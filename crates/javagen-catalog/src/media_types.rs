//! Media-type catalog loading.
//!
//! Reads `mime.types` style mapping files (`type ext1 ext2 ...`) and merges them into a
//! single ordered list. Files are merged in priority order: the bundled defaults first,
//! then `/etc/mime.types`, then `~/.mime.types`. A type already present is never
//! replaced by a later file, so the built-in definitions win over same-named overrides.

use javagen_core::{ArtifactSpec, CatalogEntry, GenError, GenResult, MessageCode};
use std::collections::HashSet;
use std::path::{Path, PathBuf};
use tracing::{debug, trace};

/// The default media types compiled into javagen.
pub const DEFAULT_MIME_TYPES: &str = include_str!("../resources/mime.types");

/// System-wide override file.
pub const SYSTEM_MIME_TYPES: &str = "/etc/mime.types";

/// Per-user override file name, relative to the home directory.
pub const USER_MIME_TYPES: &str = ".mime.types";

/// Where the default media types come from.
#[derive(Debug, Clone, PartialEq, Eq, Default)]
pub enum MediaTypeSource {
    /// The catalog compiled into javagen.
    #[default]
    Bundled,

    /// A replacement file; it must exist.
    File(PathBuf),
}

/// Parse one line of a `mime.types` file.
///
/// Returns `None` for blank lines, comments, and types listed without extensions.
///
/// # Examples
///
/// ```
/// use javagen_catalog::media_types::parse_line;
///
/// let entry = parse_line("image/jpeg\tjpeg jpg jpe").unwrap();
/// assert_eq!(entry.key, "image/jpeg");
/// assert_eq!(entry.extensions, vec!["jpeg", "jpg", "jpe"]);
///
/// assert!(parse_line("# image/png png").is_none());
/// assert!(parse_line("multipart/mixed").is_none());
/// ```
pub fn parse_line(line: &str) -> Option<CatalogEntry> {
    let line = line.trim();

    if line.is_empty() || line.starts_with('#') {
        return None;
    }

    let mut parts = line.split_whitespace();
    let media_type = parts.next()?;
    let extensions: Vec<&str> = parts.collect();

    if extensions.is_empty() {
        return None;
    }

    Some(CatalogEntry::media_type(media_type, extensions))
}

/// An ordered, de-duplicated accumulation of media types.
#[derive(Debug, Clone, Default)]
pub struct MediaTypeCatalog {
    entries: Vec<CatalogEntry>,
    seen: HashSet<String>,
}

impl MediaTypeCatalog {
    /// Create an empty catalog.
    pub fn new() -> Self {
        Self::default()
    }

    /// Create a catalog holding the default media types.
    ///
    /// A missing replacement file is fatal: [`GenError::MissingDefaultMediaTypes`].
    pub fn with_defaults(source: &MediaTypeSource) -> GenResult<Self> {
        let mut catalog = Self::new();

        match source {
            MediaTypeSource::Bundled => {
                let added = catalog.merge_str(DEFAULT_MIME_TYPES);
                debug!(
                    code = %MessageCode::MediaTypesRead,
                    "{}",
                    MessageCode::MediaTypesRead.format(&[&added, &"bundled defaults"])
                );
            }
            MediaTypeSource::File(path) => match catalog.merge_file(path)? {
                Some(_) => {}
                None => return Err(GenError::MissingDefaultMediaTypes(path.clone())),
            },
        }

        Ok(catalog)
    }

    /// Add an entry unless its type (compared case-insensitively) is already present.
    pub fn insert(&mut self, entry: CatalogEntry) -> bool {
        if self.seen.insert(entry.key.to_lowercase()) {
            self.entries.push(entry);
            true
        } else {
            false
        }
    }

    /// Merge every valid line of `content`, returning how many types were new.
    pub fn merge_str(&mut self, content: &str) -> usize {
        let mut added = 0;

        for entry in content.lines().filter_map(parse_line) {
            if self.insert(entry) {
                added += 1;
            }
        }

        added
    }

    /// Merge a file, returning how many types were new.
    ///
    /// A file that does not exist is not an error and yields `None`.
    pub fn merge_file(&mut self, path: &Path) -> GenResult<Option<usize>> {
        let content = match std::fs::read_to_string(path) {
            Ok(content) => content,
            Err(e) if e.kind() == std::io::ErrorKind::NotFound => {
                trace!(
                    code = %MessageCode::MediaTypesNotFound,
                    "{}",
                    MessageCode::MediaTypesNotFound.format(&[&path.display()])
                );
                return Ok(None);
            }
            Err(e) => return Err(GenError::io(path, e)),
        };

        let added = self.merge_str(&content);
        debug!(
            code = %MessageCode::MediaTypesRead,
            "{}",
            MessageCode::MediaTypesRead.format(&[&added, &path.display()])
        );

        Ok(Some(added))
    }

    /// Whether `media_type` is present, ignoring case.
    pub fn contains(&self, media_type: &str) -> bool {
        self.seen.contains(&media_type.to_lowercase())
    }

    /// Entries in merge order.
    pub fn entries(&self) -> &[CatalogEntry] {
        &self.entries
    }

    /// Number of media types.
    pub fn len(&self) -> usize {
        self.entries.len()
    }

    /// Whether the catalog has no media types.
    pub fn is_empty(&self) -> bool {
        self.entries.is_empty()
    }

    /// Take the entries out of the catalog.
    pub fn into_entries(self) -> Vec<CatalogEntry> {
        self.entries
    }

    /// Describe the `MediaType` enumeration in `package`.
    pub fn into_artifact(self, package: &str) -> ArtifactSpec {
        ArtifactSpec::media_types(package, self.entries)
    }
}

/// The well-known override files, in the order they are merged.
pub fn override_paths() -> Vec<PathBuf> {
    let mut paths = vec![PathBuf::from(SYSTEM_MIME_TYPES)];

    if let Some(home) = dirs::home_dir() {
        paths.push(home.join(USER_MIME_TYPES));
    }

    paths
}

#[cfg(test)]
#[path = "media_types/media_types_tests.rs"]
mod media_types_tests;
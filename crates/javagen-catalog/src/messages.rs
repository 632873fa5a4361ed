//! Message catalog loading.
//!
//! A message catalog is a Java XML property list:
//!
//! ```xml
//! <?xml version="1.0" encoding="UTF-8"?>
//! <!DOCTYPE properties SYSTEM "http://java.sun.com/dtd/properties.dtd">
//! <properties>
//!   <comment>Application messages</comment>
//!   <entry key="message-class-name">com.example.MessageCodes</entry>
//!   <entry key="APP-001">Could not open {}</entry>
//! </properties>
//! ```
//!
//! The `message-class-name` entry names the constants class to generate; every other
//! entry becomes one constant. The file name minus its extension is the bundle name.

use javagen_core::{ArtifactSpec, CatalogEntry, GenError, GenResult, MESSAGE_CLASS_NAME_KEY};
use roxmltree::{Document, Node, ParsingOptions};
use std::collections::HashSet;
use std::path::{Path, PathBuf};

/// File name suffix of catalogs picked up by auto-discovery.
pub const MESSAGE_FILE_SUFFIX: &str = "_messages.xml";

/// A parsed message catalog.
#[derive(Debug, Clone)]
pub struct MessageCatalog {
    path: PathBuf,
    properties: Vec<(String, String)>,
}

impl MessageCatalog {
    /// Read and parse a catalog file.
    ///
    /// A file that does not exist yields [`GenError::MissingInputFile`].
    pub fn load(path: impl AsRef<Path>) -> GenResult<Self> {
        let path = path.as_ref();
        let content = std::fs::read_to_string(path).map_err(|e| GenError::from_read(path, e))?;

        Self::parse(path, &content)
    }

    /// Parse catalog text; `path` supplies the bundle name and error context.
    pub fn parse(path: impl Into<PathBuf>, content: &str) -> GenResult<Self> {
        let path = path.into();
        let properties = parse_properties_xml(&path, content)?;

        Ok(Self { path, properties })
    }

    /// Path the catalog was read from.
    pub fn path(&self) -> &Path {
        &self.path
    }

    /// Every key/value pair in document order, including the class-name key.
    pub fn properties(&self) -> &[(String, String)] {
        &self.properties
    }

    /// Value stored under `key`.
    pub fn get(&self, key: &str) -> Option<&str> {
        self.properties
            .iter()
            .find(|(k, _)| k == key)
            .map(|(_, v)| v.as_str())
    }

    /// Fully qualified name of the class to generate.
    pub fn class_name(&self) -> Option<&str> {
        self.get(MESSAGE_CLASS_NAME_KEY)
            .map(str::trim)
            .filter(|name| !name.is_empty())
    }

    /// File name without its extension.
    pub fn bundle_name(&self) -> String {
        self.path
            .file_stem()
            .map(|stem| stem.to_string_lossy().into_owned())
            .unwrap_or_default()
    }

    /// Message entries, excluding the class-name key.
    pub fn entries(&self) -> Vec<CatalogEntry> {
        self.properties
            .iter()
            .filter(|(key, _)| key != MESSAGE_CLASS_NAME_KEY)
            .map(|(key, value)| CatalogEntry::message(key, value))
            .collect()
    }

    /// Describe the constants class this catalog generates.
    pub fn to_artifact(&self) -> GenResult<ArtifactSpec> {
        let class_name =
            self.class_name()
                .ok_or_else(|| GenError::MissingRequiredMetadataKey {
                    path: self.path.clone(),
                    key: MESSAGE_CLASS_NAME_KEY.to_string(),
                })?;

        Ok(ArtifactSpec::constants(
            class_name,
            self.bundle_name(),
            self.entries(),
        ))
    }
}

/// Parse a Java XML property list into ordered key/value pairs.
///
/// A key defined twice keeps its first value.
pub fn parse_properties_xml(path: &Path, content: &str) -> GenResult<Vec<(String, String)>> {
    let xml_error = |message: String| GenError::Xml {
        path: path.to_path_buf(),
        message,
    };

    let options = ParsingOptions {
        allow_dtd: true,
        ..ParsingOptions::default()
    };
    let doc =
        Document::parse_with_options(content, options).map_err(|e| xml_error(e.to_string()))?;

    let root = doc.root_element();
    if root.tag_name().name() != "properties" {
        return Err(xml_error(format!(
            "expected <properties> root element, found <{}>",
            root.tag_name().name()
        )));
    }

    let mut seen = HashSet::new();
    let mut properties = Vec::new();

    for node in root.children().filter(Node::is_element) {
        match node.tag_name().name() {
            "comment" => {}
            "entry" => {
                let key = node
                    .attribute("key")
                    .ok_or_else(|| xml_error("<entry> without a key attribute".to_string()))?;

                if key.is_empty() {
                    return Err(xml_error("<entry> with an empty key".to_string()));
                }

                if seen.insert(key.to_string()) {
                    properties.push((key.to_string(), text_content(node)));
                }
            }
            other => return Err(xml_error(format!("unexpected element <{other}>"))),
        }
    }

    Ok(properties)
}

/// Concatenated text of an element's children.
fn text_content(node: Node<'_, '_>) -> String {
    node.children()
        .filter(Node::is_text)
        .filter_map(|child| child.text())
        .collect()
}

/// Find `*_messages.xml` catalogs directly inside `dir`, sorted by path.
///
/// A directory that does not exist yields no files.
pub fn discover_message_files(dir: &Path) -> GenResult<Vec<PathBuf>> {
    let pattern = format!(
        "{}/*{MESSAGE_FILE_SUFFIX}",
        glob::Pattern::escape(&dir.to_string_lossy())
    );

    let paths = glob::glob(&pattern).map_err(|e| GenError::Config(e.to_string()))?;
    let mut files = Vec::new();

    for entry in paths {
        let path = entry.map_err(|e| {
            let path = e.path().to_path_buf();
            GenError::io(path, e.into())
        })?;

        if path.is_file() {
            files.push(path);
        }
    }

    files.sort();
    Ok(files)
}
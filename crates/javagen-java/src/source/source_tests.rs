#![allow(non_snake_case)]

use super::*;
use test_case::test_case;

#[test_case("FOO-1", r#""FOO-1""# ; "plain key")]
#[test_case(r#"say "hi""#, r#""say \"hi\"""# ; "quotes escaped")]
#[test_case(r"C:\dir", r#""C:\\dir""# ; "backslash doubled")]
#[test_case("a\nb", r#""a\nb""# ; "newline escaped")]
#[test_case("\u{1}", r#""\001""# ; "control as octal")]
#[test_case("caf\u{e9}", r#""caf\u00e9""# ; "non ascii as unicode escape")]
fn string_literal___escapes(input: &str, expected: &str) {
    assert_eq!(string_literal(input), expected);
}

#[test_case("Hello {}", "Hello {}" ; "placeholders kept")]
#[test_case("a */ b", "a *&#47; b" ; "comment terminator broken")]
#[test_case("<b>&</b>", "&lt;b&gt;&amp;&lt;/b&gt;" ; "html escaped")]
#[test_case("@deprecated", "&#64;deprecated" ; "leading tag escaped")]
#[test_case("mail me@host", "mail me@host" ; "inner at kept")]
#[test_case(r"\u000a", "&#92;u000a" ; "unicode escape neutralized")]
fn javadoc_text___escapes(input: &str, expected: &str) {
    assert_eq!(javadoc_text(input), expected);
}

#[test]
fn push_javadoc___indents_every_line() {
    let mut code = String::new();

    push_javadoc(&mut code, INDENT, &["First".to_string(), String::new(), "Second".to_string()]);

    assert_eq!(
        code,
        "    /**\n     * First\n     *\n     * Second\n     */\n"
    );
}

#[test]
fn push_package___default_package___writes_nothing() {
    let mut code = String::new();

    push_package(&mut code, "");

    assert!(code.is_empty());
}

#[test]
fn text_lines___prefixes_first_line_and_trims() {
    let lines = text_lines("Message: ", "  first line\n      second line\n");

    assert_eq!(lines, vec!["Message: first line", "second line"]);
}

#[test]
fn text_lines___empty_text___keeps_prefix() {
    assert_eq!(text_lines("Message: ", ""), vec!["Message:"]);
}
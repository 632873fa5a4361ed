//! # javagen
//!
//! Generates Java sources from plain-data catalogs during a build:
//! - a constants class per XML message catalog (one `String` constant per message code)
//! - a `MediaType` enum from `mime.types` files, with extension and URI lookups
//!
//! ## Quick Start
//!
//! ```no_run
//! use javagen::prelude::*;
//! use std::path::Path;
//!
//! fn main() -> GenResult<()> {
//!     let mut config = GeneratorConfig::new();
//!     config.media_type_package = Some("com.example.media".to_string());
//!     let config = config.resolve(Path::new("/path/to/project"));
//!
//!     let codes = javagen::generate_message_codes(&config)?;
//!     let media = javagen::generate_media_types(&config)?;
//!
//!     println!("{} classes, {} media types", codes.generated.len(), media.media_types);
//!     Ok(())
//! }
//! ```
//!
//! ## Crate Structure
//!
//! This is a facade crate that re-exports from:
//! - [`javagen_core`] - Entry model, naming rules, errors, and configuration
//! - [`javagen_catalog`] - Message catalog and `mime.types` loaders
//! - [`javagen_java`] - Java source rendering and writing

mod codes;
mod media_types;

pub use codes::{CodesReport, FailedCatalog, GeneratedClass, generate_message_codes};
pub use media_types::{MediaTypeReport, generate_media_types, load_media_types};

// Re-export core types
pub use javagen_core::{
    ArtifactKind, ArtifactSpec, CatalogEntry, GenError, GenResult, GeneratedIdentifier,
    GeneratorConfig, MessageCode, naming,
};

// Re-export loaders and the emitter
pub use javagen_catalog::{
    MediaTypeCatalog, MediaTypeIndex, MediaTypeSource, MessageCatalog, discover_message_files,
    write_properties_file,
};
pub use javagen_java::{emit, render};

/// Prelude module for convenient imports.
///
/// Use `use javagen::prelude::*;` to import commonly used types.
pub mod prelude {
    pub use crate::{
        CodesReport, GenError, GenResult, GeneratorConfig, MediaTypeIndex, MediaTypeReport,
        generate_media_types, generate_message_codes,
    };
}
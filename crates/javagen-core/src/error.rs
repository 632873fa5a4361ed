//! Error types for javagen source generators

use std::path::PathBuf;
use thiserror::Error;

/// Result type alias for generator operations
pub type GenResult<T> = Result<T, GenError>;

/// Error type for generator operations
#[derive(Error, Debug)]
pub enum GenError {
    /// A declared catalog file does not exist
    #[error("input file not found: {}", .0.display())]
    MissingInputFile(PathBuf),

    /// A message catalog lacks a required metadata key
    #[error("{}: required key '{key}' not found", .path.display())]
    MissingRequiredMetadataKey { path: PathBuf, key: String },

    /// A package directory could not be created
    #[error("cannot create directory {}: {source}", .path.display())]
    DirectoryCreation {
        path: PathBuf,
        #[source]
        source: std::io::Error,
    },

    /// Reading or writing a file failed
    #[error("I/O error on {}: {source}", .path.display())]
    Io {
        path: PathBuf,
        #[source]
        source: std::io::Error,
    },

    /// A catalog file is not a well-formed XML property list
    #[error("{}: malformed catalog: {message}", .path.display())]
    Xml { path: PathBuf, message: String },

    /// Two distinct keys normalize to the same identifier
    #[error("identifier {identifier} generated by both '{first}' and '{second}'")]
    IdentifierCollision {
        identifier: String,
        first: String,
        second: String,
    },

    /// A key normalizes to something that is not a legal Java identifier
    #[error("key '{key}' normalizes to '{identifier}', which is not a valid Java identifier")]
    InvalidIdentifier { key: String, identifier: String },

    /// An entry cannot be emitted for the requested artifact kind
    #[error("invalid entry '{key}': {reason}")]
    InvalidEntry { key: String, reason: String },

    /// The mandatory default media-type catalog is missing
    #[error("default media types not found: {}", .0.display())]
    MissingDefaultMediaTypes(PathBuf),

    /// Configuration error
    #[error("configuration error: {0}")]
    Config(String),
}

impl GenError {
    /// Returns a stable numeric code for this kind of error
    pub fn error_code(&self) -> u32 {
        match self {
            GenError::MissingInputFile(_) => 1,
            GenError::MissingRequiredMetadataKey { .. } => 2,
            GenError::DirectoryCreation { .. } => 3,
            GenError::Io { .. } => 4,
            GenError::Xml { .. } => 5,
            GenError::IdentifierCollision { .. } => 6,
            GenError::InvalidIdentifier { .. } => 7,
            GenError::InvalidEntry { .. } => 8,
            GenError::MissingDefaultMediaTypes(_) => 9,
            GenError::Config(_) => 10,
        }
    }

    /// Whether a batch run may skip the offending file and continue
    pub fn is_recoverable(&self) -> bool {
        matches!(
            self,
            GenError::MissingInputFile(_) | GenError::MissingRequiredMetadataKey { .. }
        )
    }

    /// Wrap an I/O error, mapping `NotFound` to [`GenError::MissingInputFile`]
    pub fn from_read(path: impl Into<PathBuf>, source: std::io::Error) -> Self {
        let path = path.into();
        if source.kind() == std::io::ErrorKind::NotFound {
            GenError::MissingInputFile(path)
        } else {
            GenError::Io { path, source }
        }
    }

    /// Wrap an I/O error raised while writing or reading a file
    pub fn io(path: impl Into<PathBuf>, source: std::io::Error) -> Self {
        GenError::Io {
            path: path.into(),
            source,
        }
    }
}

Exercise goal:
In the data above, find each line that uses the string "added". Copy it.

Exercise response:
                let added = catalog.merge_str(DEFAULT_MIME_TYPES);
                    MessageCode::MediaTypesRead.format(&[&added, &"bundled defaults"])
        let mut added = 0;
                added += 1;
        added
        let added = self.merge_str(&content);
            MessageCode::MediaTypesRead.format(&[&added, &path.display()])
        Ok(Some(added))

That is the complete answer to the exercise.